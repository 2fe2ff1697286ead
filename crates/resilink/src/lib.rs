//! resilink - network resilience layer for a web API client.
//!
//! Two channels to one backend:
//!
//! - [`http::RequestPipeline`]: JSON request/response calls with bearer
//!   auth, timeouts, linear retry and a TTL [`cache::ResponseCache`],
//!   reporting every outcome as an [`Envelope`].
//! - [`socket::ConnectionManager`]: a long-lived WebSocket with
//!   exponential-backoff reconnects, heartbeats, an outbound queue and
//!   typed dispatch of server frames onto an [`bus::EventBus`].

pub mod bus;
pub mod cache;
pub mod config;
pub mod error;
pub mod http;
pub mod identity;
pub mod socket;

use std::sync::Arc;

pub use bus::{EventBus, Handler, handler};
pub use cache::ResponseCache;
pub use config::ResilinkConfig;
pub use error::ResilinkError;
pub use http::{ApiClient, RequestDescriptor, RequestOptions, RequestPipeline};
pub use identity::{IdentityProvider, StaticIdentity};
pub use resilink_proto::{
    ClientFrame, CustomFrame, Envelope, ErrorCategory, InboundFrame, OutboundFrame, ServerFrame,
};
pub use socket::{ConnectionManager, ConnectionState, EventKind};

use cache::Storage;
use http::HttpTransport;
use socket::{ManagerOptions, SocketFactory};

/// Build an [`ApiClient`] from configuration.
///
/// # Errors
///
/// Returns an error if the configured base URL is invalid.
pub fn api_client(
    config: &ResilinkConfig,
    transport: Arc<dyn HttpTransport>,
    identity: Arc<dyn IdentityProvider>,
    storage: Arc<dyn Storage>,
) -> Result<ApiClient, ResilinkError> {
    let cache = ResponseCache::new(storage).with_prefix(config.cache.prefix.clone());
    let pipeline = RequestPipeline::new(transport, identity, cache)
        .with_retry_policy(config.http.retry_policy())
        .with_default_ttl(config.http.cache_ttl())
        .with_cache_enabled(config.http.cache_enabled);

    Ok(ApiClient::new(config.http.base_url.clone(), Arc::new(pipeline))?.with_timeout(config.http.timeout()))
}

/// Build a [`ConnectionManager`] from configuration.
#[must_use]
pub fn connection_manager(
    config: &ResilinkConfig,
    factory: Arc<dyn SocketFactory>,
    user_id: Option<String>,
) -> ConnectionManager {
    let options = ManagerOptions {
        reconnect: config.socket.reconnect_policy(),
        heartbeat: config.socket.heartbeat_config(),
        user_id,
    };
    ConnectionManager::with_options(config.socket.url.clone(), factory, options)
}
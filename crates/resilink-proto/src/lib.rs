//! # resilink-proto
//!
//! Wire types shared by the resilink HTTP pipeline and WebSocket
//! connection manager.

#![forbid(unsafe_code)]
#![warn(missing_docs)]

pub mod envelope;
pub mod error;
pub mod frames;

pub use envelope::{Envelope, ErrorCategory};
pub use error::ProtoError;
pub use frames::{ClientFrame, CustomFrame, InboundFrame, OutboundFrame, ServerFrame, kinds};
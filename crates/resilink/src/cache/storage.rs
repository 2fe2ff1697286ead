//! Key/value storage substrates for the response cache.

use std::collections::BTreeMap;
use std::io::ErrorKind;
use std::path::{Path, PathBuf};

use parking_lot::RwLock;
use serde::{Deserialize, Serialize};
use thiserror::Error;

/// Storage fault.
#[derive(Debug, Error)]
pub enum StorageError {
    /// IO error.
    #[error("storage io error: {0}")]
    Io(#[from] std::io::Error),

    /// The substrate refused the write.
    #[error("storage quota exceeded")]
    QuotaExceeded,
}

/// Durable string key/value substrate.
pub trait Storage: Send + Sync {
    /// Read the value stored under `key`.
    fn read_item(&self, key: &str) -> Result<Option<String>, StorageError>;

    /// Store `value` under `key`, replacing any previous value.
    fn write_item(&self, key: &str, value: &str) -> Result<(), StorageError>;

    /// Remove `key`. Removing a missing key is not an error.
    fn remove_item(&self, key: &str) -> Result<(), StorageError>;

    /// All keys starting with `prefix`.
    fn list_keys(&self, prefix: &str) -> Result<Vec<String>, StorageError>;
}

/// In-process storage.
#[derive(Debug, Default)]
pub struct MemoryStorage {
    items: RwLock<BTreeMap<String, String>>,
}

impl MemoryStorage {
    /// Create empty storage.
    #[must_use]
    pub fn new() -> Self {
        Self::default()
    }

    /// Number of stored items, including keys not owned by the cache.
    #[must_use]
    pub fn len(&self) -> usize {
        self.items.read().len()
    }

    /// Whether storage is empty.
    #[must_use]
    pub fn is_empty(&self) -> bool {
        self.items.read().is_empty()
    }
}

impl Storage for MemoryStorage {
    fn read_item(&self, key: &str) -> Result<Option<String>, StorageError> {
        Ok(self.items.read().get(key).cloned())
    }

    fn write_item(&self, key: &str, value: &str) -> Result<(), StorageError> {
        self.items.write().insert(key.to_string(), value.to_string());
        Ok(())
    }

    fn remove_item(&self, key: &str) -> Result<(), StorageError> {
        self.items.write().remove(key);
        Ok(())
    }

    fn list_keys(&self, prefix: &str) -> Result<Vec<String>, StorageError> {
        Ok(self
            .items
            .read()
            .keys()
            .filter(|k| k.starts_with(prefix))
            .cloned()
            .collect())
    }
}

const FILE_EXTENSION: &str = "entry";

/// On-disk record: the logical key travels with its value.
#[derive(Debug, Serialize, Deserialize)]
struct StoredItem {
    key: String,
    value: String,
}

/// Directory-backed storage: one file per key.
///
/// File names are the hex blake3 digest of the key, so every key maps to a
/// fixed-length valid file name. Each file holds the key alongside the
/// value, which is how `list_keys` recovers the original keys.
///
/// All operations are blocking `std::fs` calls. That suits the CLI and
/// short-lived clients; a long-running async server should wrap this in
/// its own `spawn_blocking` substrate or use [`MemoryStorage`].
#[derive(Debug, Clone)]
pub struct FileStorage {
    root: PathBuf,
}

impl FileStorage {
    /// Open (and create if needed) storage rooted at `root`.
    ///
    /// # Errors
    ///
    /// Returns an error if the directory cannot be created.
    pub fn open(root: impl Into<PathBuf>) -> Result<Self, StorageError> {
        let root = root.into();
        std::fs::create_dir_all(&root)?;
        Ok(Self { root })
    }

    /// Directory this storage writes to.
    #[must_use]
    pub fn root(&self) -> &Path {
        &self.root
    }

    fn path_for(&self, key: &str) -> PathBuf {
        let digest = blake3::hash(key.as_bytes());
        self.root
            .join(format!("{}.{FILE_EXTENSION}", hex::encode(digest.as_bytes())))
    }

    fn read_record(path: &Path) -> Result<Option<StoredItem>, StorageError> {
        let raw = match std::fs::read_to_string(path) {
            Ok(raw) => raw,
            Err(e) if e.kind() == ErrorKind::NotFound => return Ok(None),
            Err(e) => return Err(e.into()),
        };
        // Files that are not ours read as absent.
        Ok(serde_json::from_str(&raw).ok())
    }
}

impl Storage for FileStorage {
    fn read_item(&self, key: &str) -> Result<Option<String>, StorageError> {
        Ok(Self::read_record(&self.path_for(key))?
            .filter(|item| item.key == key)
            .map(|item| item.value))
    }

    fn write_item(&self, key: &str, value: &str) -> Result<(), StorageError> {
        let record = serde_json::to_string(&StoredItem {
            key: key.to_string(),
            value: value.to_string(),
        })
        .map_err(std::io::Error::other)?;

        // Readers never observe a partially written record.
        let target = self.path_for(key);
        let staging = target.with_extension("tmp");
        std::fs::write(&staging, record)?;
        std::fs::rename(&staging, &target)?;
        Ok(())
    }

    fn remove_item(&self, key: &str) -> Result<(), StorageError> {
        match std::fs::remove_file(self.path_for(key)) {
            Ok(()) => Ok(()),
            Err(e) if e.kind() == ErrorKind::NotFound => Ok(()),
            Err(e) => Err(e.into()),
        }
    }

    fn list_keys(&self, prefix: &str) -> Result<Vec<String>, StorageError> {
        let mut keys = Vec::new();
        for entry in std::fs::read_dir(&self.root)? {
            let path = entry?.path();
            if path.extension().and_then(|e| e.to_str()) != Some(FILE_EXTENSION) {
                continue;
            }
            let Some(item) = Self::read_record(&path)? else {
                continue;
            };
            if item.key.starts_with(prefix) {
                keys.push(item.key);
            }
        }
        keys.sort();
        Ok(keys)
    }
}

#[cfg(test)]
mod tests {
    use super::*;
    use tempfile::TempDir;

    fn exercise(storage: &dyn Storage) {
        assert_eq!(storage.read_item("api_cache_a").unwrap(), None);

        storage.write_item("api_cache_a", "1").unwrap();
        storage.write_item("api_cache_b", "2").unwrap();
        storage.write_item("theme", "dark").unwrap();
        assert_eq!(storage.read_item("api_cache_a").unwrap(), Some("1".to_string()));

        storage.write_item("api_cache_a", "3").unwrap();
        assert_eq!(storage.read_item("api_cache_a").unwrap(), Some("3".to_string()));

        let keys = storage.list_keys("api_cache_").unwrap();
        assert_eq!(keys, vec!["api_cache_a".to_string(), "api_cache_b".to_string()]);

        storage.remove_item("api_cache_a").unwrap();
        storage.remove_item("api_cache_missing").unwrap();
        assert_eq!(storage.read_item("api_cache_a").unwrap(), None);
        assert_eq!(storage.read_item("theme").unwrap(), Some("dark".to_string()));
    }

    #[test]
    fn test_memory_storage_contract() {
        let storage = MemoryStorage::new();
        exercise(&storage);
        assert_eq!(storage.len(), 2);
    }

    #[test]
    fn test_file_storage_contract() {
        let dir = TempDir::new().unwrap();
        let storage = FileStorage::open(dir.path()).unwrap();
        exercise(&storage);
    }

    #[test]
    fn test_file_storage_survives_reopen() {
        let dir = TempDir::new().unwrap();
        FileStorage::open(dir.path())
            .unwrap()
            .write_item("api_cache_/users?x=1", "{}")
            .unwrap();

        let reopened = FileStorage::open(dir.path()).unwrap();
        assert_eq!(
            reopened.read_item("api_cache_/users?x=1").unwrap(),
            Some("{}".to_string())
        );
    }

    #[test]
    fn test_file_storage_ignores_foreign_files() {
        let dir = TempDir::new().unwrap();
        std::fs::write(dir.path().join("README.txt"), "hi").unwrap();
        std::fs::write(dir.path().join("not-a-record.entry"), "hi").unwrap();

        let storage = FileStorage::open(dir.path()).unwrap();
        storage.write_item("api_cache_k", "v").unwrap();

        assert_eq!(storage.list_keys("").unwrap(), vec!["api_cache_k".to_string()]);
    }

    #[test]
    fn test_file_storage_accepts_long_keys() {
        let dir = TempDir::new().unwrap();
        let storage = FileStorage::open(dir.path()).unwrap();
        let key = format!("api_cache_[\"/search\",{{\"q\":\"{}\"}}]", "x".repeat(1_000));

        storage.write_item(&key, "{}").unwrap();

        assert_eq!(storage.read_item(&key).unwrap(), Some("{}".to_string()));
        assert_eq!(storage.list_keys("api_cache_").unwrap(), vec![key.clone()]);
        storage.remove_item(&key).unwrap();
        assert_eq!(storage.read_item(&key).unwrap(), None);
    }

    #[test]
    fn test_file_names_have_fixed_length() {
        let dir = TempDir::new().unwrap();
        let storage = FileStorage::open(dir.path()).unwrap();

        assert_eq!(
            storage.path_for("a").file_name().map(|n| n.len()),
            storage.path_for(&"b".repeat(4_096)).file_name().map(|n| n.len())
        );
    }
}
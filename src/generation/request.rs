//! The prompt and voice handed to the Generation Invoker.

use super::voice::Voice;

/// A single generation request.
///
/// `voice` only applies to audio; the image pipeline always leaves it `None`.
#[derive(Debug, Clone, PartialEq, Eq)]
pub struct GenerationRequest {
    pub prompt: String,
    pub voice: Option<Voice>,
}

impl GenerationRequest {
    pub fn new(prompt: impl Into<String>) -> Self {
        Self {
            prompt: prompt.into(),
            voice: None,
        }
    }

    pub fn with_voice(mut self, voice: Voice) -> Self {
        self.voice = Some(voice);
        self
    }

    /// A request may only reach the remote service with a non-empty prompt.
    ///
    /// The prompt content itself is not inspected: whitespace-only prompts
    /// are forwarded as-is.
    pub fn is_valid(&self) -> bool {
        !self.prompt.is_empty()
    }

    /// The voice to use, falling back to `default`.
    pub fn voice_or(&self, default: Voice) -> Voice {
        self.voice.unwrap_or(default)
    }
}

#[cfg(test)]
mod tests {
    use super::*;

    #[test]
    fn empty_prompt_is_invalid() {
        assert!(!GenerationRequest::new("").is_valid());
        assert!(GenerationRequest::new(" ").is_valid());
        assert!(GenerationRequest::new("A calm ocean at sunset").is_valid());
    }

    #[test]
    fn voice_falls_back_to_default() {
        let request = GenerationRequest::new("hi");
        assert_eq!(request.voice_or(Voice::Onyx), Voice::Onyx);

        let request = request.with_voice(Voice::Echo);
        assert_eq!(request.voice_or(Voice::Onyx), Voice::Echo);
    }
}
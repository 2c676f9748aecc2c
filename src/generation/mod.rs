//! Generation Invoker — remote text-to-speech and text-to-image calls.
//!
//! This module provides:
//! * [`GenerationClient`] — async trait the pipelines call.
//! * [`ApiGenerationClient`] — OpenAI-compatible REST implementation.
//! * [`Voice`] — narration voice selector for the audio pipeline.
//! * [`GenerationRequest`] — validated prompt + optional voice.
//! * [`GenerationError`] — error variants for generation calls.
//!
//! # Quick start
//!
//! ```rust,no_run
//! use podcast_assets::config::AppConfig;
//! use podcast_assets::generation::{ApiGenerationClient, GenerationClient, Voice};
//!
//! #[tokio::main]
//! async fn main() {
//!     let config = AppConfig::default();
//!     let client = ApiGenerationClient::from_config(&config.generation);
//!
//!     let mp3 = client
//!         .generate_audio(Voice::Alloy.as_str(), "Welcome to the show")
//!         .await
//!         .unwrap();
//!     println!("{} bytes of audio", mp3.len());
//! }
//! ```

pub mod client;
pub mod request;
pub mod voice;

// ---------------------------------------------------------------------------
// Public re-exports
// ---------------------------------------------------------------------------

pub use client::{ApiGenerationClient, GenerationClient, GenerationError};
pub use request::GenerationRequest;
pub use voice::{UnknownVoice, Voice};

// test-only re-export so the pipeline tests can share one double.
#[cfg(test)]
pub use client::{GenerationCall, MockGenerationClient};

◆ ◆ ◆

REQUIREMENT: Find how many of the lines above have the word "ApiGenerationClient" in them. State only that number.

RESULT: 4